Arrow-right Camera
The Spokesman-Review Newspaper
Spokane, Washington  Est. May 19, 1883

MultiCare donors, patients among victims in international ransomware attack

MultiCare Deaconess Hospital in Spokane is seen in this August 2020 photo.  (DAN PELLE/THE SPOKESMAN-REVIEW)

MultiCare Health System is warning tens of thousands of its patients and donors that their personal information may have been compromised in a cyber attack against its online fundraising partner earlier this year.

The Tacoma-based health care provider is sending notifications to more than 126,000 donors to its charitable foundation and more than 176,000 patients that their information may have been acquired during a ransomware attack on Blackbaud, a South Carolina-based firm MultiCare has used for years for fundraising and engagement.

The information received by the cyber thieves did not include Social Security numbers or information on bank or credit card accounts, according to statements by both MultiCare and Blackbaud. MultiCare believes that, for donors to both the health care provider’s foundation and the Carol Milgard Breast Center in Tacoma, thieves may have had access to the person’s name, address, telephone number and email address. For patients, the information may have included demographics, date and department of service and provider name.

Ransomware attacks, part of increased cyber criminal activity that federal law enforcement agencies have been warning is on the uptick, involves a thief taking control of a computer system and then demanding the payment of a ransom in order to regain control. Blackbaud, in a statement released in July, indicated that it had paid the ransom and received confirmation that the stolen data was deleted.

“Their motivation was to disrupt our business by encrypting customer files in our datacenters, which we were able to prevent,” the company said in an emailed statement in response to questions sent Wednesday. “We have hired a third-party team of experts to monitor the dark web as an extra precautionary measure.”

The company would not say if any additional firms in the Inland Northwest were affected by the data breach, citing a desire to “respect the privacy of our customers.” But some 25,000 nonprofits are believed to have been affected, including the women’s health care provider Planned Parenthood.

Planned Parenthood of Greater Washington and North Idaho was notified earlier this year that the names and birthdays of 281 potential donors, included on a list that was six years old, were part of the information stolen by hackers, said Paul Dillon, vice president of public affairs for Planned Parenthood. The list did not include any financial information, and those affected have been notified, Dillon said.
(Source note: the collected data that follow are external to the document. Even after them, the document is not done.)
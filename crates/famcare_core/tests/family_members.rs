use famcare_core::seed::sample_family_members;
use famcare_core::{BadgeTone, FamilyMemberService, NotificationQueue, RecordId, Relationship};

fn seeded() -> (FamilyMemberService<NotificationQueue>, NotificationQueue) {
    let queue = NotificationQueue::new();
    let service = FamilyMemberService::with_records(sample_family_members(), queue.clone());
    (service, queue)
}

#[test]
fn add_member_applies_defaults() {
    let (mut service, queue) = seeded();
    let draft = service.draft_mut();
    draft.name = "  Grace   Johnson ".to_string();
    draft.relationship = "Parent".to_string();
    draft.age = "67".to_string();

    let member = service.add_member().expect("valid member");
    assert_eq!(member.id, RecordId::new(4));
    assert_eq!(member.name, "Grace Johnson");
    assert_eq!(member.age, 67);
    assert_eq!(member.avatar, "");
    assert!(member.health_conditions.is_empty());
    assert_eq!(member.emergency_contact, "");
    assert_eq!(member.next_appointment, "No appointments scheduled");
    assert_eq!(member.medication_count, 0);
    assert_eq!(member.initials(), "GJ");
    assert_eq!(member.relationship_kind().tone(), BadgeTone::Green);

    assert_eq!(
        queue.latest().map(|n| n.description),
        Some("Grace Johnson has been added to your family.".to_string())
    );
}

#[test]
fn emergency_contact_keeps_inner_spacing() {
    let (mut service, _queue) = seeded();
    let draft = service.draft_mut();
    draft.name = "Grace Johnson".to_string();
    draft.relationship = "Parent".to_string();
    draft.age = "67".to_string();
    draft.emergency_contact = " Tom Johnson  +1 (555)  123-4567 ".to_string();

    let member = service.add_member().expect("valid member");
    assert_eq!(member.emergency_contact, "Tom Johnson  +1 (555)  123-4567");
}

#[test]
fn missing_required_fields_leave_store_and_draft_intact() {
    let (mut service, _queue) = seeded();
    service.draft_mut().name = "Grace Johnson".to_string();

    let err = service.add_member().unwrap_err();
    assert_eq!(err.missing, vec!["relationship", "age"]);
    assert_eq!(service.members().len(), 3);
    assert_eq!(service.draft().name, "Grace Johnson");
}

#[test]
fn non_numeric_age_is_malformed() {
    let (mut service, _queue) = seeded();
    let draft = service.draft_mut();
    draft.name = "Leo Johnson".to_string();
    draft.relationship = "Son".to_string();
    draft.age = "unknown".to_string();

    let err = service.add_member().unwrap_err();
    assert!(err.missing.is_empty());
    assert_eq!(err.malformed, vec!["age"]);
    assert_eq!(err.to_string(), "family member has malformed fields: age");
    assert_eq!(service.members().len(), 3);
}

#[test]
fn free_text_relationship_is_kept_and_rendered_as_other() {
    let (mut service, _queue) = seeded();
    let draft = service.draft_mut();
    draft.name = "Ana Ruiz".to_string();
    draft.relationship = "Grandmother".to_string();
    draft.age = "81 years".to_string();

    let member = service.add_member().unwrap();
    assert_eq!(member.relationship, "Grandmother");
    assert_eq!(member.age, 81);
    assert_eq!(member.relationship_kind(), Relationship::Other);
    assert_eq!(member.relationship_kind().tone(), BadgeTone::Gray);
}

#[test]
fn summary_counts_match_filters() {
    let (service, _queue) = seeded();
    let summary = service.summary();
    assert_eq!(summary.total, 3);
    assert_eq!(
        summary.with_conditions,
        service
            .members()
            .iter()
            .filter(|m| !m.health_conditions.is_empty())
            .count()
    );
    assert_eq!(summary.with_conditions, 2);
    assert_eq!(summary.medications, 4);
}
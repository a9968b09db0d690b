//! Screen-level use-case services.
//!
//! # Responsibility
//! - Own one entity store and one form buffer per screen.
//! - Expose commit/toggle/query operations to UI and FFI layers.
//!
//! # Invariants
//! - A service never reads or writes another service's store.
//! - Derived summaries are recomputed from the store on every call.

pub mod appointment_service;
pub mod dashboard_service;
pub mod family_service;
pub mod medication_service;
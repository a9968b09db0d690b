//! Family member profiles.
//!
//! # Responsibility
//! - Define the family member record and its add-member draft.
//! - Map relationship labels onto badge tones.
//!
//! # Invariants
//! - `age` is a non-negative integer; drafts whose age does not start with
//!   digits are rejected as malformed.
//! - New members start with no conditions, no medications and no appointment.

use crate::model::record::{EntityKind, Record, RecordId};
use crate::model::tone::BadgeTone;
use crate::store::draft::{normalize_field, normalize_name, Draft, FieldCheck, ValidationError};
use serde::{Deserialize, Serialize};
use std::collections::BTreeSet;

/// Placeholder shown until an appointment is linked to a new member.
pub const NO_APPOINTMENT_SCHEDULED: &str = "No appointments scheduled";

/// Family member profile card.
#[derive(Debug, Clone, PartialEq, Eq, Serialize, Deserialize)]
#[serde(rename_all = "camelCase")]
pub struct FamilyMember {
    pub id: RecordId,
    pub name: String,
    /// Free-text relationship label; see `Relationship::from_label`.
    pub relationship: String,
    pub age: u32,
    /// Avatar image reference. Empty means "render initials".
    pub avatar: String,
    pub health_conditions: BTreeSet<String>,
    pub emergency_contact: String,
    /// Free-text summary such as `"Cardiology - Dec 28"`.
    pub next_appointment: String,
    pub medication_count: u32,
}

impl FamilyMember {
    /// Categorical relationship derived from the stored label.
    pub fn relationship_kind(&self) -> Relationship {
        Relationship::from_label(&self.relationship)
    }

    /// Avatar fallback text, e.g. `"SJ"` for `"Sarah Johnson"`.
    pub fn initials(&self) -> String {
        initials(&self.name)
    }

    pub fn has_conditions(&self) -> bool {
        !self.health_conditions.is_empty()
    }
}

impl Record for FamilyMember {
    const KIND: EntityKind = EntityKind::FamilyMember;

    fn id(&self) -> RecordId {
        self.id
    }
}

/// Relationship of a member to the account owner.
#[derive(Debug, Clone, Copy, PartialEq, Eq, Hash, Serialize, Deserialize)]
pub enum Relationship {
    #[serde(rename = "Self")]
    Myself,
    Spouse,
    Parent,
    Child,
    Daughter,
    Son,
    Other,
}

impl Relationship {
    /// Options offered by the add-member form, in display order.
    pub const ALL: [Relationship; 7] = [
        Self::Myself,
        Self::Spouse,
        Self::Parent,
        Self::Child,
        Self::Daughter,
        Self::Son,
        Self::Other,
    ];

    /// Parses a stored label. Unknown labels map to `Other`.
    pub fn from_label(value: &str) -> Self {
        match value.trim() {
            "Self" => Self::Myself,
            "Spouse" => Self::Spouse,
            "Parent" => Self::Parent,
            "Child" => Self::Child,
            "Daughter" => Self::Daughter,
            "Son" => Self::Son,
            _ => Self::Other,
        }
    }

    pub fn label(self) -> &'static str {
        match self {
            Self::Myself => "Self",
            Self::Spouse => "Spouse",
            Self::Parent => "Parent",
            Self::Child => "Child",
            Self::Daughter => "Daughter",
            Self::Son => "Son",
            Self::Other => "Other",
        }
    }

    pub fn tone(self) -> BadgeTone {
        match self {
            Self::Myself => BadgeTone::Blue,
            Self::Spouse => BadgeTone::Pink,
            Self::Parent => BadgeTone::Green,
            Self::Child | Self::Daughter | Self::Son => BadgeTone::Purple,
            Self::Other => BadgeTone::Gray,
        }
    }
}

/// Add-member form buffer.
#[derive(Debug, Clone, Default, PartialEq, Eq)]
pub struct FamilyMemberDraft {
    pub name: String,
    pub relationship: String,
    /// Raw age text as typed.
    pub age: String,
    pub emergency_contact: String,
}

impl Draft for FamilyMemberDraft {
    type Output = FamilyMember;

    fn validate(&self) -> Result<(), ValidationError> {
        let age = normalize_field(&self.age);
        FieldCheck::new(EntityKind::FamilyMember)
            .require("name", &self.name)
            .require("relationship", &self.relationship)
            .require("age", &age)
            .malformed_if("age", !age.is_empty() && parse_age(&age).is_none())
            .finish()
    }

    fn build(&self, id: RecordId) -> FamilyMember {
        FamilyMember {
            id,
            name: normalize_name(&self.name),
            relationship: normalize_field(&self.relationship),
            age: parse_age(&self.age).unwrap_or_default(),
            avatar: String::new(),
            health_conditions: BTreeSet::new(),
            emergency_contact: normalize_field(&self.emergency_contact),
            next_appointment: NO_APPOINTMENT_SCHEDULED.to_string(),
            medication_count: 0,
        }
    }

    fn success_message(&self) -> String {
        format!(
            "{} has been added to your family.",
            normalize_name(&self.name)
        )
    }
}

/// Parses the leading integer of an age field (`"34 years"` -> 34).
///
/// Returns `None` when the text does not start with a digit or overflows.
pub fn parse_age(value: &str) -> Option<u32> {
    let trimmed = value.trim();
    let digits_end = trimmed
        .find(|ch: char| !ch.is_ascii_digit())
        .unwrap_or(trimmed.len());
    if digits_end == 0 {
        return None;
    }
    trimmed[..digits_end].parse().ok()
}

/// First character of each whitespace-separated word, uppercased.
pub fn initials(name: &str) -> String {
    name.split_whitespace()
        .filter_map(|word| word.chars().next())
        .flat_map(char::to_uppercase)
        .collect()
}
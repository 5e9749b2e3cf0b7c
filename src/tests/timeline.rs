use super::{TimerEvent, Timeline};
use std::time::Duration;

fn ms(n: u64) -> Duration {
    Duration::from_millis(n)
}

#[test]
fn test_events_fire_when_due() {
    let mut timeline = Timeline::new();
    timeline.schedule(ms(300), TimerEvent::TransitionEnd);

    assert!(timeline.advance(ms(299)).is_empty());
    assert_eq!(timeline.advance(ms(1)), vec![TimerEvent::TransitionEnd]);
    assert_eq!(timeline.pending(), 0);
    assert_eq!(timeline.now(), ms(300));
}

#[test]
fn test_events_come_back_in_deadline_order() {
    let mut timeline = Timeline::new();
    timeline.schedule(ms(800), TimerEvent::ExpansionEnd);
    timeline.schedule(ms(300), TimerEvent::TransitionEnd);

    assert_eq!(
        timeline.advance(ms(1000)),
        vec![TimerEvent::TransitionEnd, TimerEvent::ExpansionEnd]
    );
}

#[test]
fn test_equal_deadlines_keep_schedule_order() {
    let mut timeline = Timeline::new();
    timeline.schedule(ms(100), TimerEvent::ExpansionEnd);
    timeline.schedule(ms(100), TimerEvent::TransitionEnd);

    assert_eq!(
        timeline.advance(ms(100)),
        vec![TimerEvent::ExpansionEnd, TimerEvent::TransitionEnd]
    );
}

#[test]
fn test_next_due_counts_from_now() {
    let mut timeline = Timeline::new();
    assert_eq!(timeline.next_due(), None);
    timeline.schedule(ms(300), TimerEvent::TransitionEnd);
    let _ = timeline.advance(ms(120));
    assert_eq!(timeline.next_due(), Some(ms(180)));
}

#[test]
fn test_clear_drops_pending_but_keeps_time() {
    let mut timeline = Timeline::new();
    timeline.schedule(ms(300), TimerEvent::TransitionEnd);
    let _ = timeline.advance(ms(50));
    timeline.clear();
    assert!(timeline.advance(ms(1000)).is_empty());
    assert_eq!(timeline.now(), ms(1050));
}
//! Format trait and implementations for outline documents.
//!
//! This module defines the `Format` trait which abstracts over the document formats a
//! case-study taxonomy can be written in, by providing the tree-sitter grammar and the heading
//! query specific to each format.

pub mod markdown;

/// Grammar and queries needed to read section headings out of a document.
pub trait Format {
    /// Tree-sitter grammar for the format.
    fn language(&self) -> tree_sitter::Language;
    /// Query with a `@heading` capture on every heading node.
    fn heading_query(&self) -> &str;
    /// Depth of a captured heading node (1 for the outermost), if it is one.
    fn heading_level(&self, node: &tree_sitter::Node) -> Option<usize>;
    /// Heading text without markup.
    fn heading_text<'s>(&self, node: &tree_sitter::Node, source: &'s str) -> Option<&'s str>;
}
MultiCare is encouraging those who receive notifications to keep an eye on their financial accounts, though there is no evidence to suggest financial information was obtained by the hackers. Those with questions may call MultiCare’s Privacy Office at (800) 920-1477.

The FBI encourages computer users to be proactive to defend against ransomware attacks, including updating software to the latest version and verifying the authenticity of email attachments before opening, said Christian Parker, the FBI’s supervisory special agent in Spokane.

If data is stolen, the FBI discourages victims from paying the ransom, per guidance issued by multiple federal agencies. Paying a ransom may prompt the thieves to ask for more money. There’s no guarantee the data will be released and it may encourage future criminal behavior, according to the guidance.